*Task to complete*
Once the line containing "pub async fn" has been copied, stop; copy every line before it exactly, beginning with the first line of the material below.

=== Source data ===

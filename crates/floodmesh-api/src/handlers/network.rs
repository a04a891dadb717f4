//! /network/enter handler.

use axum::extract::State;
use axum::http::StatusCode;
use axum::Json;
use serde::{Deserialize, Serialize};

use floodmesh_services::ControlCommand;

use super::{request, ApiError, ApiState};

#[derive(Debug, Deserialize)]
pub struct EnterNetworkRequest {
    pub address: String,
}

#[derive(Debug, Serialize)]
pub struct EnterNetworkResponse {
    pub address: String,
    pub message: String,
}

pub async fn handle_enter_network(
    State(state): State<ApiState>,
    Json(req): Json<EnterNetworkRequest>,
) -> Result<Json<EnterNetworkResponse>, ApiError> {
    let address = req.address.trim().to_string();
    if address.is_empty() {
        return Err((StatusCode::BAD_REQUEST, "address must not be empty".to_string()));
    }

    let target = address.clone();
    request(&state, |reply| ControlCommand::EnterNetwork {
        address: target,
        reply,
    })
    .await?
    .map_err(|e| (StatusCode::BAD_GATEWAY, e))?;

    Ok(Json(EnterNetworkResponse {
        address,
        message: "join request sent".to_string(),
    }))
}
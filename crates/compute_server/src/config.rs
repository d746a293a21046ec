//! Server configuration.
//!
//! Values come from, in increasing priority: built-in defaults, an optional
//! TOML file, environment variables (`.env` is loaded first), and finally
//! command-line flags applied by the caller.

use derive_getters::Getters;
use derive_more::{Display, Error};
use serde::{Deserialize, Serialize};
use std::path::Path;
use tracing::{debug, info, instrument};

/// Environment variable overriding the database path.
pub const DATABASE_PATH_ENV: &str = "COMPUTE_DATABASE_PATH";

/// Environment variable overriding the listen port.
pub const PORT_ENV: &str = "PORT";

/// Configuration for the HTTP server.
#[derive(Debug, Clone, PartialEq, Getters, Serialize, Deserialize)]
pub struct ServerConfig {
    /// Address to bind.
    #[serde(default = "default_host")]
    host: String,

    /// Port to bind.
    #[serde(default = "default_port")]
    port: u16,

    /// SQLite database file.
    #[serde(default = "default_database_path")]
    database_path: String,

    /// Insert sample players and prompts into empty tables on start.
    #[serde(default)]
    seed: bool,

    /// Tracing filter used when `RUST_LOG` is unset.
    #[serde(default = "default_log_filter")]
    log_filter: String,
}

fn default_host() -> String {
    "127.0.0.1".to_string()
}

fn default_port() -> u16 {
    3000
}

fn default_database_path() -> String {
    "compute.db".to_string()
}

fn default_log_filter() -> String {
    "info,compute_server=debug".to_string()
}

impl Default for ServerConfig {
    fn default() -> Self {
        Self {
            host: default_host(),
            port: default_port(),
            database_path: default_database_path(),
            seed: false,
            log_filter: default_log_filter(),
        }
    }
}

impl ServerConfig {
    /// Loads configuration from a TOML file.
    #[instrument(skip(path), fields(path = %path.as_ref().display()))]
    pub fn from_file(path: impl AsRef<Path>) -> Result<Self, ConfigError> {
        debug!("Loading config from file");
        let content = std::fs::read_to_string(path.as_ref())
            .map_err(|e| ConfigError::new(format!("Failed to read config file: {}", e)))?;
        Self::from_toml(&content)
    }

    /// Parses configuration from TOML text. Missing keys take defaults.
    pub fn from_toml(content: &str) -> Result<Self, ConfigError> {
        let config: Self = toml::from_str(content)
            .map_err(|e| ConfigError::new(format!("Failed to parse config: {}", e)))?;
        info!(host = %config.host, port = config.port, "Config loaded successfully");
        Ok(config)
    }

    /// Loads the file if it exists, otherwise starts from defaults, then
    /// applies environment overrides.
    #[instrument(skip(path))]
    pub fn load(path: Option<&Path>) -> Result<Self, ConfigError> {
        let mut config = match path {
            Some(p) if p.exists() => Self::from_file(p)?,
            Some(p) => {
                info!(path = %p.display(), "Config file not found, using defaults");
                Self::default()
            }
            None => Self::default(),
        };
        config.apply_env(|key| std::env::var(key).ok())?;
        Ok(config)
    }

    /// Applies overrides from an environment lookup.
    pub fn apply_env(
        &mut self,
        lookup: impl Fn(&str) -> Option<String>,
    ) -> Result<(), ConfigError> {
        if let Some(path) = lookup(DATABASE_PATH_ENV) {
            debug!(path = %path, "Database path from environment");
            self.database_path = path;
        }
        if let Some(port) = lookup(PORT_ENV) {
            self.port = port
                .parse()
                .map_err(|_| ConfigError::new(format!("{} is not a valid port: '{}'", PORT_ENV, port)))?;
        }
        Ok(())
    }

    /// Overrides the bind address.
    pub fn with_host(mut self, host: Option<String>) -> Self {
        if let Some(host) = host {
            self.host = host;
        }
        self
    }

    /// Overrides the port.
    pub fn with_port(mut self, port: Option<u16>) -> Self {
        if let Some(port) = port {
            self.port = port;
        }
        self
    }

    /// Overrides the database path.
    pub fn with_database_path(mut self, path: Option<String>) -> Self {
        if let Some(path) = path {
            self.database_path = path;
        }
        self
    }

    /// Turns seeding on.
    pub fn with_seed(mut self, seed: bool) -> Self {
        self.seed |= seed;
        self
    }
}

/// Configuration error.
#[derive(Debug, Clone, Display, Error)]
#[display("Config error: {} at {}:{}", message, file, line)]
pub struct ConfigError {
    /// Error message.
    pub message: String,
    /// Line number where error occurred.
    pub line: u32,
    /// Source file where error occurred.
    pub file: &'static str,
}

impl ConfigError {
    /// Creates a new configuration error.
    #[track_caller]
    pub fn new(message: String) -> Self {
        let loc = std::panic::Location::caller();
        Self {
            message,
            line: loc.line(),
            file: loc.file(),
        }
    }
}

===

*Your solution*
filename crates/floodmesh-api/src/handlers/network.rs
repository a04a891dadb717f4
//! /network/enter handler.

use axum::extract::State;
use axum::http::StatusCode;
use axum::Json;
use serde::{Deserialize, Serialize};

use floodmesh_services::ControlCommand;

use super::{request, ApiError, ApiState};

#[derive(Debug, Deserialize)]
pub struct EnterNetworkRequest {
    pub address: String,
}

#[derive(Debug, Serialize)]
pub struct EnterNetworkResponse {
    pub address: String,
    pub message: String,
}

pub async fn handle_enter_network(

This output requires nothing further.